Tiene importancia recobrar el sentido genuino de la comunicación por medio de la palabra, hablada y escrita.
¿Qué sucede con la ortografía y con la gramática? No se sabe si es apenas olvido o si es franco desprecio por ellas lo que define el modo de redactar hoy, especialmente en los telegráficos intercambios propios del mundo de las comunicaciones, vertiginoso, informático, asombrosamente volátil y superficial. Alguien comentaba que anteriormente había analfabetismo pero que ahora, en cambio, muchos analfabetos ya cuentan con grados y títulos universitarios. Quizás el lector haya tenido ocasión de sorprenderse ante los violentos atropellos que se suelen cometer en ortografía, puntuación, sintaxis. Con facilidad, uno mismo habrá rodado más de una vez por estos precipicios del deprecio por el idioma...

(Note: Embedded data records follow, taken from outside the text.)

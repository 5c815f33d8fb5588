//! Synthetic market-signal generators.
//!
//! Each generator is a pure function of a [`MarketContext`], an injected
//! random source and (where needed) the static [`crate::registry::Registry`].
//! None of them keeps state between calls.

/// Ancillary-service price and participation quotes.
pub mod ancillary;
/// Time source and hourly timestamp series.
pub mod clock;
/// Transmission constraint events.
pub mod congestion;
/// 24-hour forward system load forecast.
pub mod forecast;
/// 24-hour trailing LMP history for one node.
pub mod historical;
/// Per-node LMP snapshot.
pub mod lmp;
/// Wind and solar output snapshot.
pub mod renewable;
/// Day-ahead vs real-time price spread.
pub mod spread;
/// Battery charge/discharge dispatch.
pub mod storage;
pub mod types;

pub use ancillary::AncillaryGenerator;
pub use clock::{Clock, HourlySeries};
pub use congestion::CongestionGenerator;
pub use forecast::DemandForecastGenerator;
pub use historical::HistoricalLmpGenerator;
pub use lmp::LmpGenerator;
pub use renewable::RenewableGenerator;
pub use spread::PriceSpreadGenerator;
pub use storage::StorageGenerator;
pub use types::{Generator, MarketContext};
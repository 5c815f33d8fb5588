//! Common types and traits for market-signal generators.

use chrono::{NaiveDateTime, Timelike};
use rand::rngs::StdRng;
use rand::{Rng, SeedableRng};

use crate::regime::RegimeProfile;

/// Clock reading a generation pass runs against.
///
/// Read once per request so every value in a response shares one timestamp.
#[derive(Debug, Clone, Copy, PartialEq, Eq)]
pub struct MarketContext {
    pub now: NaiveDateTime,
}

impl MarketContext {
    pub fn new(now: NaiveDateTime) -> Self {
        Self { now }
    }

    /// Hour of day of `now`, in `0..24`.
    pub fn hour(&self) -> u32 {
        self.now.hour()
    }

    /// Bound profile for the current hour.
    pub fn profile(&self) -> RegimeProfile {
        RegimeProfile::for_hour(self.hour())
    }
}

/// A source of synthetic market data.
///
/// Implementations draw every random magnitude from `rng`, so a seeded
/// generator reproduces its output exactly.
pub trait Generator {
    /// Snapshot or series produced by one call.
    type Output;

    /// Runs one generation pass.
    fn generate<R: Rng + ?Sized>(&self, ctx: &MarketContext, rng: &mut R) -> Self::Output;

    /// Name of the market signal, for logs.
    fn signal(&self) -> &'static str;
}

/// RNG for one generation pass: reproducible when `seed` is set, OS
/// entropy otherwise.
pub fn pass_rng(seed: Option<u64>) -> StdRng {
    match seed {
        Some(seed) => StdRng::seed_from_u64(seed),
        None => StdRng::from_os_rng(),
    }
}

/// Rounds to `places` decimal places, half away from zero.
pub fn round_dp(value: f64, places: i32) -> f64 {
    let scale = 10f64.powi(places);
    (value * scale).round() / scale
}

Quizás esto lo explica la prevalencia de una actitud de asombroso facilismo: quien escribe de modo telegráfico parte de la errónea suposición de que sus ideas serán comprendidas por el interlocutor. En lo posible, incluso, aquellas ideas ya no requieren el uso ordenado del teclado, sustituido hoy por unos universales “emoticones” que parecen bastar para expresar lo alegre y lo triste, lo interesante y lo aburrido, si llueve o si hace calor, si se aplaude o se llora, si se va en avión o en auto, si se está en cine, en un restaurante o en un inmenso centro comercial. Los omnipresentes dibujitos abarcan el espectro de actividades de la mayoría; los “I like” bastan para transmitir a alguien la afinidad emocional con una idea en particular, aunque lo interesante es que la propia idea se disuelve en medio de las imágenes y termina, ahogada por infinitas series de caritas sonrientes o aburridas, en un océano de charlas intrascendentes de las cuales es difícil extraer algo que tenga un sentido o una aspiración de coherencia y de verdadero diálogo.
Hace casi un siglo Ortega y Gasset se refería al hombre masa, a un ente que corre como un autómata presuroso, en medio de la muchedumbre que también corre, ignorando el destino final. Pues el destino final, la meta, a nadie importa.
Quizás en este paradójico deterioro del sentido de la comunicación, cuando parece que nos devolvemos a la economía de las imágenes egipcias, lo que hay es un notable afán por no comunicarse. Por esconderse en los lugares comunes, por ocultar el yo íntimo, por escudarse en el aspecto emocional de algunos tópicos que parecen ser compartidos por muchos, pero que, en realidad, tampoco importan.
También –ahora que se habla de la “post-verdad” existe algo de desprecio por la realidad personal del otro, por la condición humana de cada uno de nosotros, nunca Robinson Crusoe, y siempre seres en el mundo, seres con y para los demás, contingentes, necesitados de los otros. Porque vivir, como lo han recordado grandes pensadores del siglo XX, es vivir en diálogo con los demás.
Tiene importancia recobrar el sentido genuino de la comunicación por medio de la palabra, hablada y escrita. Ello exige cuidado con el aspecto formal del lenguaje. Al tener este cuidado en realidad, estamos velando por el respeto a nuestro interlocutor, quien también necesita y se enriquece de su participación en el diálogo. De lo contrario, corremos el gravísimo riesgo de convertir este mundo en una asociación de fantasmas que se dedican al soliloquio o a la búsqueda de meras emociones primarias compartidas con otros fantasmas. Una aterradora historia de incomunicación, de incomprensiones y de soledades.